Our wedding falls during basketball-playoff season, and my fiance wants to find a venue with a TV so he can watch in case his team is playing. Won't this look horrible?


Writer's response in summation: Without a doubt.

My response: This isn't just YOUR day, you time hogging bridezilla, it's his day too. If he's going to take a few minutes every hour to check in on the game, and that's if his team plays, that's cool. Now, if he's a huge douche about sports and finds it necessary to bolt to plotz down in front of the TV as soon as the words "I do" slip from his lips, that's another story. If that's the case, perhaps you should reconsider whom you're marrying.

Question 4:

We want guests to feel free to mix and mingle during dinner. Is it okay to skip assigned seating?

Writer's response in summation: Only if you want mealtime to be crazy.

My response: If you're inviting people who can't figure out how to sit down and eat with people they may not know, then you've befriended retards. Make new friends.

Question 5:

Some of my relatives say they aren't coming to my three-thirty wedding ceremony because they've got weekly errands to run. They're planning only to attend the reception, at five. I'm offended! Should I tell them?

Writer's response in summation: Don't guilt trip them into attending. Let them attend the reception.

My response: Sounds like they want some booze and food without any effort. What are their errands? Watching the solar eclipse at exactly 3:31? You can't have your cake and eat it too guys, especially my cake, 'cause now you ain't coming to the reception.

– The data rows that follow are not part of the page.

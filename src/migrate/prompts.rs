//! System instructions and payload headers for each pass.

use crate::config::{PassConfig, PassKind};

/// System instruction for a pass.
///
/// The response delimiter and fence language are spelled out verbatim so
/// the service's output matches what the splitter and extractor expect.
#[must_use]
pub fn system_prompt(kind: PassKind, pass: &PassConfig) -> String {
    if let Some(custom) = &pass.system_prompt {
        return custom.clone();
    }
    let lang = &pass.fence_language;
    let delim = &pass.response_delimiter;
    let format_rules = format!(
        "Reply with code only, no prose. Wrap every converted file in its own ```{lang} ... ``` block. \
         Return exactly one block per input file, in the same order as the input files, \
         and put the line {delim} between consecutive files.\n"
    );

    match kind {
        PassKind::Pages => format!(
            "You will receive page object classes (Page Object Model) written in Java with Selenium, \
             each preceded by its path. Convert each one into an equivalent Playwright page object \
             written in TypeScript.\n{format_rules}\
             Rules:\n\
             1. Keep the Playwright `Page` as a protected property of the BasePage class so subclasses can use it.\n\
             2. Do not import unused objects or classes.\n\
             3. Import from '@playwright/test', not from 'playwright'.\n"
        ),
        PassKind::Tests => format!(
            "You will receive test classes written in Java with Selenium and TestNG, each preceded by its \
             path, followed by the page object classes they use as context. Convert each test class into \
             an equivalent Playwright test file written in TypeScript. Convert only the test classes; \
             the context produces no output.\n{format_rules}\
             Rules:\n\
             1. Playwright tests are not classes; replace inheritance with plain functions or fixtures.\n\
             2. Playwright starts and closes the browser itself; drop driver setup and teardown code.\n\
             3. Import page objects using the page object paths and the test folder given in the context.\n\
             4. Use the built-in `page` fixture instead of constructing a Page.\n\
             5. Map @BeforeClass to test.beforeAll, @AfterClass to test.afterAll, @BeforeMethod to test.beforeEach and @AfterMethod to test.afterEach.\n\
             6. Tests must run independently; prefer beforeEach/afterEach over beforeAll/afterAll.\n\
             7. Do not import unused objects or classes.\n\
             8. Import `test` and `expect` from '@playwright/test', not from 'playwright'.\n"
        ),
    }
}

/// Line opening the request payload.
#[must_use]
pub fn payload_header(kind: PassKind) -> &'static str {
    match kind {
        PassKind::Pages => "Below are the paths and contents of page object files written in Java Selenium:",
        PassKind::Tests => {
            "Below are the paths and contents of test files written in Java Selenium using TestNG:"
        }
    }
}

In some occasions, I was harsh. I know. However, most of this is nonsense I wouldn't allow to go on at Dave and Busters', let alone my own wedding. Why does etiquette trump logic? Maybe because, like most traditions, we allow them to be rules, rather than reason.

As for my own upcoming nuptials, the only quandary I have surfacing is trying to convince my best friend of my disdain of bachelorette parties. I think the answer is, simply, "no".